Conformational adaptability of Redbeta during DNA annealing and implications for its structural relationship with Rad52

• Published in: Journal of molecular biology Vol. 391; no. 3; pp. 586 - 598
• Main Authors: Erler, Axel, Wegmann, Susanne, Elie-Caille, Celine, Bradshaw, Charles Richard, Maresca, Marcello, Seidel, Ralf, Habermann, Bianca, Muller, Daniel J, Stewart, A Francis
• Format: Journal Article
• Language: English
• Published: England 21.08.2009
• Subjects: Base Pairing; Binding Sites; DNA, Single-Stranded - chemistry; DNA, Single-Stranded - ultrastructure; Microscopy, Atomic Force; Protein Structure, Quaternary; Rad52 DNA Repair and Recombination Protein - chemistry; Rad52 DNA Repair and Recombination Protein - metabolism; Rad52 DNA Repair and Recombination Protein - ultrastructure; Recombination, Genetic
• ISSN: 1089-8638
• DOI: 10.1016/j.jmb.2009.06.030

Single-strand annealing proteins, such as Redbeta from lambda phage or eukaryotic Rad52, play roles in homologous recombination.

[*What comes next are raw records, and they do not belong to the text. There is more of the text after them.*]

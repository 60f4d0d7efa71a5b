//! Exercise Catalog Tools

use serde::Serialize;

use crate::calc::IdGenerator;
use crate::db::Database;
use crate::models::{Exercise, ExerciseCreate, ExerciseKind, ExerciseLevel, ExerciseUpdate, Routine};

pub(crate) fn parse_kind(label: &str) -> Result<ExerciseKind, String> {
    ExerciseKind::from_str(label).ok_or_else(|| {
        format!(
            "Invalid kind '{}' (expected cardio, strength, flexibility or functional)",
            label
        )
    })
}

pub(crate) fn parse_level(label: &str) -> Result<ExerciseLevel, String> {
    ExerciseLevel::from_str(label).ok_or_else(|| {
        format!(
            "Invalid level '{}' (expected beginner, intermediate or advanced)",
            label
        )
    })
}

fn parse_levels(labels: &[String]) -> Result<Vec<ExerciseLevel>, String> {
    let mut levels = Vec::new();
    for label in labels {
        let level = parse_level(label)?;
        if !levels.contains(&level) {
            levels.push(level);
        }
    }
    Ok(levels)
}

/// Trimmed, non-empty muscle group names
fn clean_groups(groups: Vec<String>) -> Vec<String> {
    groups
        .into_iter()
        .map(|g| g.trim().to_string())
        .filter(|g| !g.is_empty())
        .collect()
}

fn validate_calories(kcal: Option<f64>) -> Result<(), String> {
    if matches!(kcal, Some(v) if !v.is_finite() || v < 0.0) {
        return Err("calories_per_30min cannot be negative".to_string());
    }
    Ok(())
}

/// Exercise as entered, labels unparsed
#[derive(Debug, Clone, Default)]
pub struct ExerciseForm {
    pub name: String,
    pub kind: String,
    pub muscle_groups: Vec<String>,
    pub levels: Vec<String>,
    pub description: String,
    pub calories_per_30min: Option<f64>,
}

/// Field changes for update_exercise
#[derive(Debug, Clone, Default)]
pub struct ExerciseChanges {
    pub name: Option<String>,
    pub kind: Option<String>,
    pub muscle_groups: Option<Vec<String>>,
    pub levels: Option<Vec<String>>,
    pub description: Option<String>,
    pub calories_per_30min: Option<f64>,
}

/// Response for add_exercise
#[derive(Debug, Serialize)]
pub struct AddExerciseResponse {
    pub id: String,
    pub name: String,
    pub kind: ExerciseKind,
}

/// Exercise with the routines that reference it
#[derive(Debug, Serialize)]
pub struct ExerciseDetail {
    #[serde(flatten)]
    pub exercise: Exercise,
    pub used_in_routines: Vec<String>,
}

/// Response for list_exercises
#[derive(Debug, Serialize)]
pub struct ListExercisesResponse {
    pub exercises: Vec<Exercise>,
    pub total: usize,
}

/// Response for update_exercise
#[derive(Debug, Serialize)]
pub struct UpdateExerciseResponse {
    pub success: bool,
    pub exercise: Exercise,
}

/// Response for delete_exercise blocked
#[derive(Debug, Serialize)]
pub struct DeleteExerciseBlockedResponse {
    pub error: String,
    pub used_in_routines: Vec<String>,
}

/// Response for successful delete_exercise
#[derive(Debug, Serialize)]
pub struct DeleteExerciseSuccessResponse {
    pub success: bool,
    pub deleted_id: String,
}

/// Add an exercise to the catalog
pub fn add_exercise(
    db: &Database,
    ids: &dyn IdGenerator,
    form: ExerciseForm,
) -> Result<AddExerciseResponse, String> {
    let name = form.name.trim();
    if name.is_empty() {
        return Err("Exercise name cannot be empty".to_string());
    }
    validate_calories(form.calories_per_30min)?;

    let data = ExerciseCreate {
        name: name.to_string(),
        kind: parse_kind(&form.kind)?,
        muscle_groups: clean_groups(form.muscle_groups),
        levels: parse_levels(&form.levels)?,
        description: form.description,
        calories_per_30min: form.calories_per_30min,
    };

    let conn = db.get_conn().map_err(|e| format!("Database error: {}", e))?;
    let exercise = Exercise::create(&conn, ids, data)
        .map_err(|e| format!("Failed to create exercise: {}", e))?;

    Ok(AddExerciseResponse {
        id: exercise.id,
        name: exercise.name,
        kind: exercise.kind,
    })
}

/// Get an exercise by ID with routine usage
pub fn get_exercise(db: &Database, id: &str) -> Result<Option<ExerciseDetail>, String> {
    let conn = db.get_conn().map_err(|e| format!("Database error: {}", e))?;

    let Some(exercise) = Exercise::get_by_id(&conn, id)
        .map_err(|e| format!("Failed to get exercise: {}", e))?
    else {
        return Ok(None);
    };

    let used_in_routines = Routine::using_exercise(&conn, id)
        .map_err(|e| format!("Failed to get routine usage: {}", e))?
        .into_iter()
        .map(|r| r.name)
        .collect();

    Ok(Some(ExerciseDetail {
        exercise,
        used_in_routines,
    }))
}

/// List exercises by kind, level and muscle group
pub fn list_exercises(
    db: &Database,
    kind: Option<&str>,
    level: Option<&str>,
    muscle_group: Option<&str>,
) -> Result<ListExercisesResponse, String> {
    let kind = kind.map(parse_kind).transpose()?;
    let level = level.map(parse_level).transpose()?;
    let muscle_group = muscle_group.map(str::trim).filter(|s| !s.is_empty());

    let conn = db.get_conn().map_err(|e| format!("Database error: {}", e))?;
    let exercises = Exercise::list(&conn, kind, level, muscle_group)
        .map_err(|e| format!("Failed to list exercises: {}", e))?;

    let total = exercises.len();
    Ok(ListExercisesResponse { exercises, total })
}

pub fn update_exercise(
    db: &Database,
    id: &str,
    changes: ExerciseChanges,
) -> Result<UpdateExerciseResponse, String> {
    if let Some(ref name) = changes.name {
        if name.trim().is_empty() {
            return Err("Exercise name cannot be empty".to_string());
        }
    }
    validate_calories(changes.calories_per_30min)?;

    let data = ExerciseUpdate {
        name: changes.name.map(|n| n.trim().to_string()),
        kind: changes.kind.as_deref().map(parse_kind).transpose()?,
        muscle_groups: changes.muscle_groups.map(clean_groups),
        levels: changes.levels.as_deref().map(parse_levels).transpose()?,
        description: changes.description,
        calories_per_30min: changes.calories_per_30min,
    };

    let conn = db.get_conn().map_err(|e| format!("Database error: {}", e))?;
    match Exercise::update(&conn, id, &data)
        .map_err(|e| format!("Failed to update exercise: {}", e))?
    {
        Some(exercise) => Ok(UpdateExerciseResponse {
            success: true,
            exercise,
        }),
        None => Err(format!("Exercise not found with id: {}", id)),
    }
}

/// Delete an exercise (blocked while any routine uses it)
pub fn delete_exercise(
    db: &Database,
    id: &str,
) -> Result<Result<DeleteExerciseSuccessResponse, DeleteExerciseBlockedResponse>, String> {
    let conn = db.get_conn().map_err(|e| format!("Database error: {}", e))?;

    let exercise = Exercise::get_by_id(&conn, id)
        .map_err(|e| format!("Database error: {}", e))?;
    if exercise.is_none() {
        return Err(format!("Exercise not found with id: {}", id));
    }

    let routines = Routine::using_exercise(&conn, id)
        .map_err(|e| format!("Failed to check usage: {}", e))?;
    if !routines.is_empty() {
        return Ok(Err(DeleteExerciseBlockedResponse {
            error: format!("Cannot delete exercise: used in {} routine(s)", routines.len()),
            used_in_routines: routines.into_iter().map(|r| r.name).collect(),
        }));
    }

    Exercise::delete(&conn, id).map_err(|e| format!("Failed to delete exercise: {}", e))?;

    Ok(Ok(DeleteExerciseSuccessResponse {
        success: true,
        deleted_id: id.to_string(),
    }))
}

#[cfg(test)]
mod tests {
    use super::*;
    use crate::models::{Prescription, RoutineCreate, RoutineExercise};
    use crate::test_support::{migrated_db, SequentialIds};

    #[test]
    fn test_add_exercise() {
        let db = migrated_db();
        let ids = SequentialIds::new("e");

        let added = add_exercise(
            &db,
            &ids,
            ExerciseForm {
                name: "Kettlebell swing".to_string(),
                kind: "functional".to_string(),
                muscle_groups: vec![" glutes ".to_string(), "".to_string()],
                levels: vec!["intermediate".to_string(), "advanced".to_string()],
                description: String::new(),
                calories_per_30min: Some(300.0),
            },
        )
        .unwrap();
        assert_eq!(added.kind, ExerciseKind::Functional);

        let detail = get_exercise(&db, &added.id).unwrap().unwrap();
        assert_eq!(detail.exercise.muscle_groups, vec!["glutes".to_string()]);
        assert_eq!(detail.exercise.levels.len(), 2);

        let bad = ExerciseForm {
            name: "Yoga".to_string(),
            kind: "zen".to_string(),
            ..Default::default()
        };
        assert!(add_exercise(&db, &ids, bad).unwrap_err().contains("Invalid kind"));
    }

    #[test]
    fn test_list_exercises_filters() {
        let db = migrated_db();

        let cardio = list_exercises(&db, Some("cardio"), None, None).unwrap();
        assert_eq!(cardio.total, 5);
        assert!(cardio.exercises.iter().all(|e| e.kind == ExerciseKind::Cardio));

        assert!(list_exercises(&db, None, Some("expert"), None).is_err());
    }

    #[test]
    fn test_update_exercise() {
        let db = migrated_db();
        let updated = update_exercise(
            &db,
            "exercise-7",
            ExerciseChanges {
                calories_per_30min: Some(220.0),
                ..Default::default()
            },
        )
        .unwrap();
        assert_eq!(updated.exercise.calories_per_30min, Some(220.0));
        assert_eq!(updated.exercise.name, "Squat");

        assert!(update_exercise(&db, "missing", ExerciseChanges::default()).is_err());
    }

    #[test]
    fn test_delete_exercise_blocked_by_routine() {
        let db = migrated_db();
        let conn = db.get_conn().unwrap();
        let ids = SequentialIds::new("r");

        let mut routine = Routine::create(
            &conn,
            &ids,
            "2026-01-15T09:30:00Z".to_string(),
            RoutineCreate {
                name: "Legs".to_string(),
                level: ExerciseLevel::Beginner,
                objective: "Strength".to_string(),
                days_per_week: 2,
                duration_weeks: None,
                instructions: String::new(),
            },
        )
        .unwrap();
        let squat = Exercise::get_by_id(&conn, "exercise-7").unwrap().unwrap();
        routine
            .exercises
            .push(RoutineExercise::prescribe(&squat, Prescription::default()));
        routine.save(&conn).unwrap();
        drop(conn);

        let blocked = delete_exercise(&db, "exercise-7").unwrap().unwrap_err();
        assert_eq!(blocked.used_in_routines, vec!["Legs".to_string()]);

        assert!(delete_exercise(&db, "exercise-14").unwrap().is_ok());
        assert!(delete_exercise(&db, "exercise-14").is_err());
    }
}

Here, we use atomic force microscopy to examine Redbeta quaternary structure and Redbeta-DNA complexes. In the absence of DNA, Redbeta forms a shallow right-handed helix. The presence of single-stranded DNA (ssDNA) disrupts this structure. Upon addition of a second complementary ssDNA, annealing generates a left-handed helix that incorporates 14 Redbeta monomers per helical turn, with each Redbeta monomer annealing approximately 11 bp of DNA. The smallest stable annealing intermediate requires 20 bp DNA and two Redbeta monomers. Hence, we propose that Redbeta promotes base pairing by first increasing the number of transient interactions between ssDNAs. Then, annealing is promoted by the binding of a second Redbeta monomer, which nucleates the formation of a stable annealing intermediate. Using threading, we identify sequence similarities between the RecT/Redbeta and the Rad52 families, which strengthens previous suggestions, based on similarities of their quaternary structures, that they share a common mode of action. Hence, our findings have implications for a common mechanism of DNA annealing mediated by single-strand annealing proteins including Rad52.